To learn more about robotic milking visit https://www.lely.com/us/the-barn/milking/
Using our strawberries we made these delicious muffins to share with the dairy employees. I wanted to try something different, a little spice and warmth from the cinnamon, ginger and molasses to contrast the sweet strawberry sauce that tops these buttery muffins. Enjoy!
Molasses and Ginger Strawberry Muffins
Ingredients: Yield: Approx 20 Sauce:
- 2 Pints Fresh Strawberries
- 1/2 C sugar
- 2 Tbs Lemon juice
- 1 1/2 C Whole Wheat Flour
- 2 1/2 C All Purpose Flour
- 1 Tbsp Nutmeg
- 1 Tbsp Cinnamon
- 1 Tbsp Ground Ginger
- 2 Tsp Salt
- 2 Tsp Baking Soda
- 2 Tsp Baking Powder
- 2 Sticks Butter
- 1/2 C Yogurt (Try my Homemade Yogurt Recipe)
- 1/3 C Molasses
- 1/2 C Sugar
- 2 Eggs
Pre heat oven to 350 F. Use Pam Baking Spray to prepare your muffins tins.

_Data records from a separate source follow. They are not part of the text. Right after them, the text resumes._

//! WebSocket connection lifecycle management.
//!
//! [`ConnectionManager`] owns the single broker connection. It connects,
//! performs the STOMP handshake, keeps heart-beats flowing, replays every
//! desired subscription after each (re)connect and reconnects after a
//! fixed delay whenever the transport is lost.

use std::sync::Arc;
use std::time::Duration;

use futures_util::{SinkExt, StreamExt};
use tokio::sync::mpsc;
use tokio::time::Instant;
use tracing::{debug, error, info, warn};
use tungstenite::Message as WsMessage;
use tungstenite::http::Uri;

use super::frame::{Command, Frame, Heartbeat};
use super::handler::{FeedEvent, parse_message};
use super::subscription::{ConnectionState, SubscriptionManager};
use super::{WsReader, WsWriter, connect, send_frame, send_frames};
use crate::config::{BackendConfig, FeedConfig};
use crate::models::{Topic, TopicKind};

/// Commands sent from the feed to the connection manager.
#[derive(Debug, Clone, PartialEq, Eq)]
pub enum ConnectionCommand {
    /// Make `Topic` live, replacing any topic of the same kind.
    Subscribe(Topic),
    /// Drop whatever topic of this kind is live.
    Unsubscribe(TopicKind),
    /// Disconnect cleanly and stop.
    Shutdown,
}

/// Why a session ended.
enum DisconnectReason {
    /// The connection was lost, errored, or went silent.
    ConnectionError,
    /// Shutdown was requested or the feed went away.
    Shutdown,
}

/// One wake-up of the session loop.
enum Step {
    Inbound(Option<Result<WsMessage, tungstenite::Error>>),
    Command(Option<ConnectionCommand>),
    HeartbeatDue,
    Silent,
}

/// Manages the broker connection including reconnection and subscription
/// replay.
pub struct ConnectionManager {
    url: String,
    host: String,
    auth_token: Option<String>,
    tls_config: Option<Arc<rustls::ClientConfig>>,
    reconnect_delay: Duration,
    heartbeat: Duration,
    negotiated: Heartbeat,
    subscriptions: SubscriptionManager,
    tx: mpsc::UnboundedSender<FeedEvent>,
    cmd_rx: mpsc::UnboundedReceiver<ConnectionCommand>,
}

impl ConnectionManager {
    /// Creates a new connection manager.
    #[must_use]
    pub fn new(
        backend: &BackendConfig,
        feed: &FeedConfig,
        tls_config: Option<Arc<rustls::ClientConfig>>,
        tx: mpsc::UnboundedSender<FeedEvent>,
        cmd_rx: mpsc::UnboundedReceiver<ConnectionCommand>,
    ) -> Self {
        Self {
            url: backend.websocket_url.clone(),
            host: broker_host(&backend.websocket_url),
            auth_token: backend.auth_token.clone(),
            tls_config,
            reconnect_delay: feed.reconnect_delay,
            heartbeat: feed.heartbeat,
            negotiated: Heartbeat::default(),
            subscriptions: SubscriptionManager::new(),
            tx,
            cmd_rx,
        }
    }

    /// Runs the connection manager until shutdown.
    ///
    /// Connects to the broker, pumps messages, and reconnects after the
    /// configured delay on every disconnection. Commands received while
    /// disconnected are remembered and applied once connected.
    pub async fn run(mut self) {
        loop {
            self.subscriptions.on_connecting();
            if !self.publish_state() {
                return;
            }

            info!(url = %self.url, "Connecting to WebSocket");
            let reason = match connect(&self.url, self.tls_config.clone()).await {
                Ok((write, read)) => self.session(write, read).await,
                Err(e) => {
                    error!("Connection failed: {e}");
                    DisconnectReason::ConnectionError
                }
            };

            self.subscriptions.on_disconnected();
            self.negotiated = Heartbeat::default();
            let feed_alive = self.publish_state();

            match reason {
                DisconnectReason::Shutdown => {
                    info!("Connection manager shutting down");
                    return;
                }
                DisconnectReason::ConnectionError if feed_alive => {
                    info!(
                        delay_secs = self.reconnect_delay.as_secs(),
                        "Connection lost, waiting before reconnect"
                    );
                    if !self.wait_reconnect_delay().await {
                        info!("Connection manager shutting down");
                        return;
                    }
                }
                DisconnectReason::ConnectionError => return,
            }
        }
    }

    /// Sleeps for the reconnect delay while still accepting commands.
    /// Returns `false` if shutdown was requested meanwhile.
    async fn wait_reconnect_delay(&mut self) -> bool {
        let deadline = Instant::now() + self.reconnect_delay;
        loop {
            tokio::select! {
                () = tokio::time::sleep_until(deadline) => return true,
                cmd = self.cmd_rx.recv() => match cmd {
                    Some(ConnectionCommand::Subscribe(topic)) => {
                        self.subscriptions.subscribe(topic);
                    }
                    Some(ConnectionCommand::Unsubscribe(kind)) => {
                        self.subscriptions.unsubscribe(kind);
                    }
                    Some(ConnectionCommand::Shutdown) | None => return false,
                },
            }
        }
    }

    /// Drives one connected session until it ends.
    async fn session(&mut self, mut write: WsWriter, mut read: WsReader) -> DisconnectReason {
        let connect_frame = Frame::connect(&self.host, self.heartbeat, self.auth_token.as_deref());
        if let Err(e) = send_frame(&mut write, &connect_frame).await {
            warn!("Failed to send CONNECT: {e}");
            return DisconnectReason::ConnectionError;
        }

        let mut heartbeat_due: Option<Instant> = None;
        let mut last_received = Instant::now();

        loop {
            let read_deadline = self
                .negotiated
                .incoming
                .map(|period| last_received + period * 2);

            let step = tokio::select! {
                msg = read.next() => Step::Inbound(msg),
                cmd = self.cmd_rx.recv() => Step::Command(cmd),
                () = wait_until(heartbeat_due) => Step::HeartbeatDue,
                () = wait_until(read_deadline) => Step::Silent,
            };

            match step {
                Step::Inbound(Some(Ok(WsMessage::Text(text)))) => {
                    last_received = Instant::now();
                    for decoded in Frame::decode_each(&text) {
                        let frame = match decoded {
                            Ok(frame) => frame,
                            Err(e) => {
                                warn!("Dropping undecodable frame: {e}");
                                continue;
                            }
                        };
                        if let Some(reason) = self.handle_frame(&mut write, frame).await {
                            return reason;
                        }
                    }
                    if heartbeat_due.is_none() {
                        heartbeat_due = self.negotiated.outgoing.map(|p| Instant::now() + p);
                    }
                }
                Step::Inbound(Some(Ok(WsMessage::Close(close)))) => {
                    warn!(?close, "Broker closed the connection");
                    return DisconnectReason::ConnectionError;
                }
                // Binary/Ping/Pong frames
                Step::Inbound(Some(Ok(_))) => last_received = Instant::now(),
                Step::Inbound(Some(Err(e))) => {
                    warn!("WebSocket error: {e}");
                    return DisconnectReason::ConnectionError;
                }
                Step::Inbound(None) => {
                    warn!("WebSocket stream ended");
                    return DisconnectReason::ConnectionError;
                }
                Step::Command(Some(ConnectionCommand::Shutdown) | None) => {
                    self.close(&mut write).await;
                    return DisconnectReason::Shutdown;
                }
                Step::Command(Some(ConnectionCommand::Subscribe(topic))) => {
                    let frames = self.subscriptions.subscribe(topic);
                    if let Err(e) = send_frames(&mut write, &frames).await {
                        warn!("Failed to send subscription: {e}");
                        return DisconnectReason::ConnectionError;
                    }
                }
                Step::Command(Some(ConnectionCommand::Unsubscribe(kind))) => {
                    let frames = self.subscriptions.unsubscribe(kind);
                    if let Err(e) = send_frames(&mut write, &frames).await {
                        warn!("Failed to send unsubscription: {e}");
                        return DisconnectReason::ConnectionError;
                    }
                }
                Step::HeartbeatDue => {
                    if let Err(e) = write.send(WsMessage::Text("\n".to_string().into())).await {
                        warn!("Failed to send heart-beat: {e}");
                        return DisconnectReason::ConnectionError;
                    }
                    heartbeat_due = self.negotiated.outgoing.map(|p| Instant::now() + p);
                }
                Step::Silent => {
                    warn!("No data from broker within the heart-beat window");
                    return DisconnectReason::ConnectionError;
                }
            }
        }
    }

    /// Reacts to one inbound frame. Returns a reason when the session must
    /// end.
    async fn handle_frame(&mut self, write: &mut WsWriter, frame: Frame) -> Option<DisconnectReason> {
        match frame.command {
            Command::Connected => {
                self.negotiated = Heartbeat::negotiate(self.heartbeat, frame.header("heart-beat"));
                info!(
                    version = frame.header("version"),
                    outgoing_ms = self.negotiated.outgoing.map(|d| d.as_millis() as u64),
                    incoming_ms = self.negotiated.incoming.map(|d| d.as_millis() as u64),
                    "STOMP session established"
                );

                let frames = self.subscriptions.on_connected();
                if let Err(e) = send_frames(write, &frames).await {
                    warn!("Failed to replay subscriptions: {e}");
                    return Some(DisconnectReason::ConnectionError);
                }
                if !self.publish_state() {
                    return Some(DisconnectReason::Shutdown);
                }
                None
            }
            Command::Message => {
                let Some(id) = frame.header("subscription") else {
                    warn!("Dropping MESSAGE without subscription header");
                    return None;
                };
                let Some(kind) = self.subscriptions.topic_for(id).map(Topic::kind) else {
                    debug!(subscription = id, "Dropping MESSAGE for inactive subscription");
                    return None;
                };
                match parse_message(kind, &frame.body) {
                    Ok(event) => {
                        if self.tx.send(event).is_err() {
                            return Some(DisconnectReason::Shutdown);
                        }
                    }
                    Err(e) => {
                        warn!(topic = kind.as_str(), "Dropping malformed message: {e}");
                    }
                }
                None
            }
            Command::Error => {
                error!(
                    reason = frame.header("message"),
                    body = %frame.body,
                    "Broker sent ERROR"
                );
                Some(DisconnectReason::ConnectionError)
            }
            Command::Receipt => {
                debug!(receipt = frame.header("receipt-id"), "Received RECEIPT");
                None
            }
            other => {
                debug!(command = other.as_str(), "Ignoring unexpected frame");
                None
            }
        }
    }

    /// Sends DISCONNECT and closes the socket, ignoring failures.
    async fn close(&mut self, write: &mut WsWriter) {
        let frames = self.subscriptions.unsubscribe_all();
        let _ = send_frames(write, &frames).await;
        let _ = send_frame(write, &Frame::disconnect()).await;
        let _ = write.close().await;
    }

    /// Publishes the current state. Returns `false` if the feed has gone.
    fn publish_state(&self) -> bool {
        let state = self.subscriptions.state();
        info!(state = state.as_str(), "Connection state changed");
        if state == ConnectionState::Connected {
            debug!(active = self.subscriptions.active_count(), "Subscriptions live");
        }
        self.tx.send(FeedEvent::Connection(state)).is_ok()
    }
}

/// Completes at `deadline`, or never if there is none.
async fn wait_until(deadline: Option<Instant>) {
    match deadline {
        Some(deadline) => tokio::time::sleep_until(deadline).await,
        None => std::future::pending::<()>().await,
    }
}

/// Extracts the virtual host sent in CONNECT from the broker URL.
fn broker_host(url: &str) -> String {
    url.parse::<Uri>()
        .ok()
        .and_then(|uri| uri.host().map(str::to_string))
        .unwrap_or_else(|| "localhost".to_string())
}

Make the strawberry sauce first. Clean and cut strawberries in half place in large saucepan over medium heat.
Add sugar and lemon juice. Simmer stirring occasionally and until cooked through (approx. 15 minutes). Using immersion blender puree until smooth in pan. let cool slightly and pour into jars leaving about 1/4 of the mixture in pan.

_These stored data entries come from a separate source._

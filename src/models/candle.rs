//! Candlestick models.

use rust_decimal::Decimal;
use serde::{Deserialize, Serialize};

use crate::{MarketSyncError, Result};

/// A single OHLCV bar.
///
/// Identity is `(pair, interval, timestamp)`; an update with the same
/// timestamp replaces the candle that is still forming.
#[derive(Debug, Clone, PartialEq, Eq, Serialize, Deserialize)]
pub struct Candlestick {
    pub pair: String,
    /// Start of the candle period, epoch milliseconds.
    pub timestamp: i64,
    pub open: Decimal,
    pub high: Decimal,
    pub low: Decimal,
    /// Latest price for a candle still in progress.
    pub close: Decimal,
    pub volume: Decimal,
    /// Candle duration, e.g. `"5m"`.
    pub interval: String,
}

impl Candlestick {
    /// # Errors
    ///
    /// Returns [`MarketSyncError::MalformedMessage`] for an empty pair or
    /// interval, a negative timestamp or volume, or `low > high`.
    pub fn validate(&self) -> Result<()> {
        if self.pair.is_empty() || self.interval.is_empty() {
            return Err(MarketSyncError::MalformedMessage(
                "candle without pair or interval".to_string(),
            ));
        }
        if self.timestamp < 0 || self.volume.is_sign_negative() || self.low > self.high {
            return Err(MarketSyncError::MalformedMessage(format!(
                "candle {} {} at {} is inconsistent",
                self.pair, self.interval, self.timestamp
            )));
        }
        Ok(())
    }
}
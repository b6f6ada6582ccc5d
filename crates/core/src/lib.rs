//! Cinema Core Library
//!
//! Catalogue and booking models, the ticket booking rules, and SQLite
//! storage for a cinema box office.

pub mod auth;
pub mod booking;
pub mod config;
pub mod error;
pub mod invariants;
pub mod models;
pub mod storage;

pub use booking::{
    book_ticket, validate, HallDirectory, SeatLedger, SeatRange, TicketDraft, ValidationError,
};
pub use config::Settings;
pub use error::{Error, Result};
pub use models::*;
pub use storage::{
    BookingRepository, CatalogueRepository, Database, ScheduleRepository, Storage,
    UserRepository,
};
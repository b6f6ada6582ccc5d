//! Cinema hall storage operations

use rusqlite::{params, Connection, Row};
use tracing::instrument;
use uuid::Uuid;

use super::parse::{classify_write, parse_uuid, OptionalExt};
use crate::error::Result;
use crate::invariants::assert_hall_invariants;
use crate::models::CinemaHall;

pub struct CinemaHallStore<'a> {
    conn: &'a Connection,
}

fn hall_from_row(row: &Row<'_>) -> rusqlite::Result<CinemaHall> {
    Ok(CinemaHall {
        id: parse_uuid(&row.get::<_, String>(0)?)?,
        name: row.get(1)?,
        rows: row.get(2)?,
        seats_in_row: row.get(3)?,
    })
}

impl<'a> CinemaHallStore<'a> {
    pub fn new(conn: &'a Connection) -> Self {
        Self { conn }
    }

    #[instrument(skip(self, hall), fields(hall_name = %hall.name, rows = hall.rows, seats_in_row = hall.seats_in_row))]
    pub fn create(&self, hall: &CinemaHall) -> Result<()> {
        self.conn.execute(
            r#"INSERT INTO cinema_halls (id, name, "rows", seats_in_row) VALUES (?1, ?2, ?3, ?4)"#,
            params![hall.id.to_string(), hall.name, hall.rows, hall.seats_in_row],
        )
        .map_err(|e| classify_write(e, "cinema hall"))?;
        Ok(())
    }

    #[instrument(skip(self))]
    pub fn find_by_id(&self, id: Uuid) -> Result<Option<CinemaHall>> {
        let hall = self
            .conn
            .query_row(
                r#"SELECT id, name, "rows", seats_in_row FROM cinema_halls WHERE id = ?1"#,
                params![id.to_string()],
                hall_from_row,
            )
            .optional()?;

        if let Some(hall) = &hall {
            assert_hall_invariants(hall);
        }
        Ok(hall)
    }

    /// All halls, by name
    pub fn list(&self) -> Result<Vec<CinemaHall>> {
        let mut stmt = self.conn.prepare(
            r#"SELECT id, name, "rows", seats_in_row FROM cinema_halls ORDER BY name"#,
        )?;

        let halls = stmt
            .query_map([], hall_from_row)?
            .collect::<std::result::Result<Vec<_>, _>>()?;

        Ok(halls)
    }

    /// Delete a hall. Sessions scheduled in it, and their tickets, go with it.
    #[instrument(skip(self))]
    pub fn delete(&self, id: Uuid) -> Result<()> {
        self.conn
            .execute("DELETE FROM cinema_halls WHERE id = ?1", params![id.to_string()])
            .map_err(|e| classify_write(e, "cinema hall"))?;
        Ok(())
    }
}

Use the jarred strawberry sauce for other desserts, on top of pancakes or ice cream. May be preserved or frozen for future use.

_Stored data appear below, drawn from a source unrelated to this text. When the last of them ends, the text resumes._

//! Ticket model

use chrono::{DateTime, Utc};
use serde::{Deserialize, Serialize};
use uuid::Uuid;

use super::DISPLAY_TIME_FORMAT;
use crate::booking::TicketDraft;

/// A claim on one (row, seat) within one session, held by one order
#[derive(Debug, Clone, PartialEq, Eq, Serialize, Deserialize)]
pub struct Ticket {
    pub id: Uuid,
    pub movie_session_id: Uuid,
    pub order_id: Uuid,
    /// 1-based
    pub row: i32,
    /// 1-based
    pub seat: i32,
}

impl Ticket {
    pub fn new(movie_session_id: Uuid, order_id: Uuid, row: i32, seat: i32) -> Self {
        Self {
            id: Uuid::new_v4(),
            movie_session_id,
            order_id,
            row,
            seat,
        }
    }
}

impl From<&TicketDraft> for Ticket {
    fn from(draft: &TicketDraft) -> Self {
        Ticket::new(draft.session_id, draft.order_id, draft.row, draft.seat)
    }
}

/// A ticket joined with its session's movie and show time
#[derive(Debug, Clone, Serialize, Deserialize)]
pub struct TicketDisplay {
    pub id: Uuid,
    pub movie_title: String,
    pub show_time: DateTime<Utc>,
    pub row: i32,
    pub seat: i32,
}

impl std::fmt::Display for TicketDisplay {
    fn fmt(&self, f: &mut std::fmt::Formatter<'_>) -> std::fmt::Result {
        write!(
            f,
            "{} {} (row: {}, seat: {})",
            self.movie_title,
            self.show_time.format(DISPLAY_TIME_FORMAT),
            self.row,
            self.seat
        )
    }
}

Using same large pan without cleaning, melt butter slowly on low heat. Stir the melted butter into the strawberry sauce. Add yogurt, molasses and sugar and stir to combine with whisk.
Sift flour, baking soda, salt, baking powder, cinnamon, ginger and nutmeg. Make a well in flour and add the eggs. Stir yokes to break and slowly fold the wet, dry ingredients and eggs to combine. Drop 1 Tbsp of sauce in bottom of muffins tins. Add 2 large spoonfuls of batter on top. Top with another 1 Tbsp of sauce. Bake for 12-15 minutes or until cooked through and golden brown. Remove when slightly cool and transfer to cooling rack. May use right away or freeze for up to 6 months. Enjoy!